- _TASK GOAL_: The lines below may contain the word "false". Please count those that do and give the number alone.
****************
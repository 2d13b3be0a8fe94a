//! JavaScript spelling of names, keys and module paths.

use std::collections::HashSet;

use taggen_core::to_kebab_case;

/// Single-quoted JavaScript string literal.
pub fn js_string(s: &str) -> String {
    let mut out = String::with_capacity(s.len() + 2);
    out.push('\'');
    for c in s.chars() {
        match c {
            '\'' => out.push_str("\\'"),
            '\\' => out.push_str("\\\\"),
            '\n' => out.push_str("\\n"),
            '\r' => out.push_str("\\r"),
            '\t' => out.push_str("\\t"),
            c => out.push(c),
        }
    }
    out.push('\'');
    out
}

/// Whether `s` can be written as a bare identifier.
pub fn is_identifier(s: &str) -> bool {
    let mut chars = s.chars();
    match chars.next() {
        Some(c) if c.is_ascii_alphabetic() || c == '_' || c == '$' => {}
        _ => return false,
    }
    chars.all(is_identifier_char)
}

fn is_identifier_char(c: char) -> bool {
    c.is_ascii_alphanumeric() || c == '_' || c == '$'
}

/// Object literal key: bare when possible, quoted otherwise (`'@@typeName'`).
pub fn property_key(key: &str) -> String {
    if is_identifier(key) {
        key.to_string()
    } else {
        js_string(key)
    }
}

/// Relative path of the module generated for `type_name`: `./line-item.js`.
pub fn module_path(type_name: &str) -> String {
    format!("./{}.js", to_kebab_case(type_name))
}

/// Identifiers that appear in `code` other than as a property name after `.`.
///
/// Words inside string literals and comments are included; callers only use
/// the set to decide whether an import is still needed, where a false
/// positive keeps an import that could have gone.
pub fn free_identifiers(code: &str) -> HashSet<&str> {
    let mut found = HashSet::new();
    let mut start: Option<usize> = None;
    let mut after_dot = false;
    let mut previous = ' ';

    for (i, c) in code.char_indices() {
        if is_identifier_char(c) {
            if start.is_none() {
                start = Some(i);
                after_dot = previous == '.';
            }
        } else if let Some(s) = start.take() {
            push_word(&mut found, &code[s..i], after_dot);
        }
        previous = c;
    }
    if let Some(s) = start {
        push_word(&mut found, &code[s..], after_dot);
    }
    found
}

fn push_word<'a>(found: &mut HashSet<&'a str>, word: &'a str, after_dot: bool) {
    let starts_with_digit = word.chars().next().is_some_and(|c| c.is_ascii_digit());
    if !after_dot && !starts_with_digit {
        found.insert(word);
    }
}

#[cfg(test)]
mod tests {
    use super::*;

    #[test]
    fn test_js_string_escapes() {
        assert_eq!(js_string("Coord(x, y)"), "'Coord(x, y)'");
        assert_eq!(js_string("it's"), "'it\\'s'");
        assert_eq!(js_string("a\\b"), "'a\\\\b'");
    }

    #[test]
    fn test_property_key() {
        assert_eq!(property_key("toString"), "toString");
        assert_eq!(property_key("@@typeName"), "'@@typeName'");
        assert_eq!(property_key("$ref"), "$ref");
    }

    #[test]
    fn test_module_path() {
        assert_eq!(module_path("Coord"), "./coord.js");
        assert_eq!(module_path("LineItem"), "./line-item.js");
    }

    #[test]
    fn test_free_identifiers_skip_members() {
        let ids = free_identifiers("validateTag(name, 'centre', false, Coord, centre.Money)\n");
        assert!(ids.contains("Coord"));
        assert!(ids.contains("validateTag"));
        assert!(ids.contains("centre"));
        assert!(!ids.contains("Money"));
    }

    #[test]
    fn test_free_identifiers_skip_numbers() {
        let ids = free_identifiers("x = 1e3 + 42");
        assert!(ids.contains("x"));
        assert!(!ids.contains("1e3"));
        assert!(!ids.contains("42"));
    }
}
****************
- _OUTPUT BELOW_: 4